─── RECORDS ───

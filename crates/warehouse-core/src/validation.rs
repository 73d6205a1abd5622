//! # Validation Module
//!
//! The barcode validator and the field rules applied before any form is
//! submitted.
//!
//! ## Where Validation Runs
//! ```text
//! ┌─────────────────────────────────────────────────────────────────────────┐
//! │                      Validation Layers                                  │
//! │                                                                         │
//! │  Recognizer candidate ──► is_valid_barcode() ──► invalid: ignored       │
//! │                                                                         │
//! │  Manual entry ──────────► validate_barcode() ──► invalid: message       │
//! │                                                                         │
//! │  Form submit ───────────► validate_product_name / validate_quantity     │
//! │                           validate_entity_name                          │
//! │           │                                                             │
//! │           ▼                                                             │
//! │  Inventory API (server-side NOT NULL / foreign key constraints)        │
//! └─────────────────────────────────────────────────────────────────────────┘
//! ```
//!
//! ## Usage
//! ```rust
//! use warehouse_core::validation::{validate_barcode, validate_quantity};
//!
//! assert_eq!(validate_barcode("  4006381333931 ").unwrap(), "4006381333931");
//! assert!(validate_quantity(0).is_err());
//! ```

use crate::error::ValidationError;
use crate::{
    MAX_BARCODE_LEN, MAX_ENTITY_NAME_LEN, MAX_ITEM_QUANTITY, MAX_PRODUCT_NAME_LEN,
    MIN_BARCODE_LEN,
};

/// Result type for validation operations.
pub type ValidationResult<T> = Result<T, ValidationError>;

// =============================================================================
// Barcode Validator
// =============================================================================

/// Characters allowed in a barcode besides ASCII alphanumerics and whitespace.
const BARCODE_PUNCTUATION: [char; 6] = ['-', '.', '$', '+', '%', '/'];

/// Whitespace as browsers define it for `\s` and `trim()`.
///
/// Differs from [`char::is_whitespace`]: U+FEFF counts, U+0085 does not.
fn is_barcode_space(c: char) -> bool {
    matches!(
        c,
        '\t' | '\n'
            | '\u{000B}'
            | '\u{000C}'
            | '\r'
            | ' '
            | '\u{00A0}'
            | '\u{1680}'
            | '\u{2000}'..='\u{200A}'
            | '\u{2028}'
            | '\u{2029}'
            | '\u{202F}'
            | '\u{205F}'
            | '\u{3000}'
            | '\u{FEFF}'
    )
}

fn is_barcode_char(c: char) -> bool {
    c.is_ascii_alphanumeric() || is_barcode_space(c) || BARCODE_PUNCTUATION.contains(&c)
}

/// Validates a barcode and returns the trimmed code.
///
/// ## Rules
/// - Length between 3 and 50 characters after trimming whitespace
/// - Only digits, ASCII letters, `-`, `.`, `$`, `+`, `%`, `/` and whitespace
///
/// ## Example
/// ```rust
/// use warehouse_core::validation::validate_barcode;
///
/// assert!(validate_barcode("CODE-39 $1").is_ok());
/// assert!(validate_barcode("ab").is_err());
/// assert!(validate_barcode("12345_678").is_err());
/// ```
pub fn validate_barcode(code: &str) -> ValidationResult<String> {
    let code = code.trim_matches(is_barcode_space);

    if code.is_empty() {
        return Err(ValidationError::Required {
            field: "barcode".to_string(),
        });
    }

    let len = code.chars().count();
    if len < MIN_BARCODE_LEN {
        return Err(ValidationError::TooShort {
            field: "barcode".to_string(),
            min: MIN_BARCODE_LEN,
        });
    }

    if len > MAX_BARCODE_LEN {
        return Err(ValidationError::TooLong {
            field: "barcode".to_string(),
            max: MAX_BARCODE_LEN,
        });
    }

    if !code.chars().all(is_barcode_char) {
        return Err(ValidationError::InvalidFormat {
            field: "barcode".to_string(),
            reason: "must contain only letters, digits, spaces and - . $ + % /".to_string(),
        });
    }

    Ok(code.to_string())
}

/// Predicate form of [`validate_barcode`].
///
/// Total and deterministic; never panics.
#[inline]
pub fn is_valid_barcode(code: &str) -> bool {
    validate_barcode(code).is_ok()
}

/// Validates a code that may be absent.
///
/// Recognizers can report a frame result without any decoded text; an
/// absent code is never valid.
pub fn is_valid_candidate(code: Option<&str>) -> bool {
    code.is_some_and(is_valid_barcode)
}

// =============================================================================
// Form Field Validators
// =============================================================================

/// Validates a product name.
///
/// ## Rules
/// - Must not be empty
/// - At most 200 characters
pub fn validate_product_name(name: &str) -> ValidationResult<()> {
    validate_required_text("product_name", name, MAX_PRODUCT_NAME_LEN)
}

/// Validates a zone or box name.
///
/// ## Rules
/// - Must not be empty
/// - At most 100 characters
pub fn validate_entity_name(field: &str, name: &str) -> ValidationResult<()> {
    validate_required_text(field, name, MAX_ENTITY_NAME_LEN)
}

fn validate_required_text(field: &str, value: &str, max: usize) -> ValidationResult<()> {
    let value = value.trim();

    if value.is_empty() {
        return Err(ValidationError::Required {
            field: field.to_string(),
        });
    }

    if value.chars().count() > max {
        return Err(ValidationError::TooLong {
            field: field.to_string(),
            max,
        });
    }

    Ok(())
}

/// Validates an item quantity.
///
/// ## Rules
/// - Must be positive (> 0)
/// - Must not exceed MAX_ITEM_QUANTITY
pub fn validate_quantity(qty: i64) -> ValidationResult<()> {
    if qty <= 0 {
        return Err(ValidationError::MustBePositive {
            field: "quantity".to_string(),
        });
    }

    if qty > MAX_ITEM_QUANTITY {
        return Err(ValidationError::OutOfRange {
            field: "quantity".to_string(),
            min: 1,
            max: MAX_ITEM_QUANTITY,
        });
    }

    Ok(())
}

// =============================================================================
// Unit Tests
// =============================================================================

#[cfg(test)]
mod tests {
    use super::*;

    #[test]
    fn test_length_bounds() {
        assert!(!is_valid_barcode(""));
        assert!(!is_valid_barcode("ab"));
        assert!(is_valid_barcode("abc"));
        assert!(is_valid_barcode(&"7".repeat(50)));
        assert!(!is_valid_barcode(&"7".repeat(51)));
    }

    #[test]
    fn test_length_is_measured_after_trim() {
        assert!(!is_valid_barcode("  ab  "));
        assert!(is_valid_barcode(&format!("  {}  ", "1".repeat(50))));
        assert_eq!(validate_barcode("\t123\n").unwrap(), "123");
    }

    #[test]
    fn test_whitespace_follows_browser_set() {
        assert!(is_valid_barcode("123\u{FEFF}456"));
        assert!(is_valid_barcode("123\u{00A0}456"));
        assert!(is_valid_barcode("123\u{3000}456"));
        assert!(!is_valid_barcode("123\u{0085}456"));
        assert!(!is_valid_barcode("123\u{180E}456"));

        assert_eq!(validate_barcode("\u{FEFF}4006381333931\u{FEFF}").unwrap(), "4006381333931");
        assert!(!is_valid_barcode("\u{0085}ab\u{0085}"));
    }

    #[test]
    fn test_accepts_whole_alphabet() {
        assert!(is_valid_barcode("4006381333931"));
        assert!(is_valid_barcode("ABC-abc.$+%/ 09"));
        assert!(is_valid_barcode("CODE 39"));
    }

    #[test]
    fn test_rejects_any_foreign_character() {
        for bad in ['_', '#', '*', '@', 'é', 'Ж', '"', '\'', ';', '(', '€'] {
            let code = format!("123{}456", bad);
            assert!(!is_valid_barcode(&code), "accepted {:?}", code);
        }
    }

    #[test]
    fn test_every_allowed_char_in_every_position() {
        let allowed = "0123456789ABCDEFGHIJKLMNOPQRSTUVWXYZabcdefghijklmnopqrstuvwxyz-.$+%/";
        for c in allowed.chars() {
            assert!(is_valid_barcode(&format!("{c}00")));
            assert!(is_valid_barcode(&format!("0{c}0")));
            assert!(is_valid_barcode(&format!("00{c}")));
        }
    }

    #[test]
    fn test_candidate_absent_is_invalid() {
        assert!(!is_valid_candidate(None));
        assert!(is_valid_candidate(Some("4006381333931")));
    }

    #[test]
    fn test_validate_barcode_reasons() {
        assert!(matches!(
            validate_barcode("   "),
            Err(ValidationError::Required { .. })
        ));
        assert!(matches!(
            validate_barcode("ab"),
            Err(ValidationError::TooShort { min: 3, .. })
        ));
        assert!(matches!(
            validate_barcode(&"x".repeat(60)),
            Err(ValidationError::TooLong { max: 50, .. })
        ));
        assert!(matches!(
            validate_barcode("12_34"),
            Err(ValidationError::InvalidFormat { .. })
        ));
    }

    #[test]
    fn test_validate_product_name() {
        assert!(validate_product_name("Bolts M8").is_ok());
        assert!(validate_product_name("   ").is_err());
        assert!(validate_product_name(&"A".repeat(201)).is_err());
    }

    #[test]
    fn test_validate_entity_name() {
        assert!(validate_entity_name("zone name", "Cold storage").is_ok());
        let err = validate_entity_name("box name", "").unwrap_err();
        assert_eq!(err.field(), "box name");
    }

    #[test]
    fn test_validate_quantity() {
        assert!(validate_quantity(1).is_ok());
        assert!(validate_quantity(MAX_ITEM_QUANTITY).is_ok());
        assert!(validate_quantity(0).is_err());
        assert!(validate_quantity(-3).is_err());
        assert!(validate_quantity(MAX_ITEM_QUANTITY + 1).is_err());
    }
}
//! Two-tier cache with TTL expiration and quota-bounded eviction
//!
//! Structured values and raw blobs are held in an in-process moka cache
//! backed by content-addressed files on disk. Lookups check memory first
//! and promote disk hits; writes go to both tiers. The disk tier keeps a
//! metadata table next to its blobs and evicts the oldest-written entries
//! once a size quota is exceeded.
//!
//! Cache operations never fail from the caller's point of view: I/O and
//! decoding problems are logged and surface as misses.

mod cache;
mod config;
mod disk;
mod error;
pub mod key;
mod memory;
mod metadata;
mod types;

pub use cache::TieredCache;
pub use config::CacheConfig;
pub use disk::DiskCache;
pub use error::{CacheError, Result};
pub use memory::{MemoryCache, MemoryPressureHandle};
pub use metadata::{MetadataStore, RecordTable, METADATA_FILE};
pub use types::{CacheRecord, CacheStats};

───

> **YOUR INSTRUCTIONS**: I would like you to restate word for word the lines from the one with "pub use config::CacheConfig;" through the last line of the material above, and only those.

> **TASK RESPONSE**:
pub use config::CacheConfig;
pub use disk::DiskCache;
pub use error::{CacheError, Result};
pub use memory::{MemoryCache, MemoryPressureHandle};
pub use metadata::{MetadataStore, RecordTable, METADATA_FILE};
pub use types::{CacheRecord, CacheStats};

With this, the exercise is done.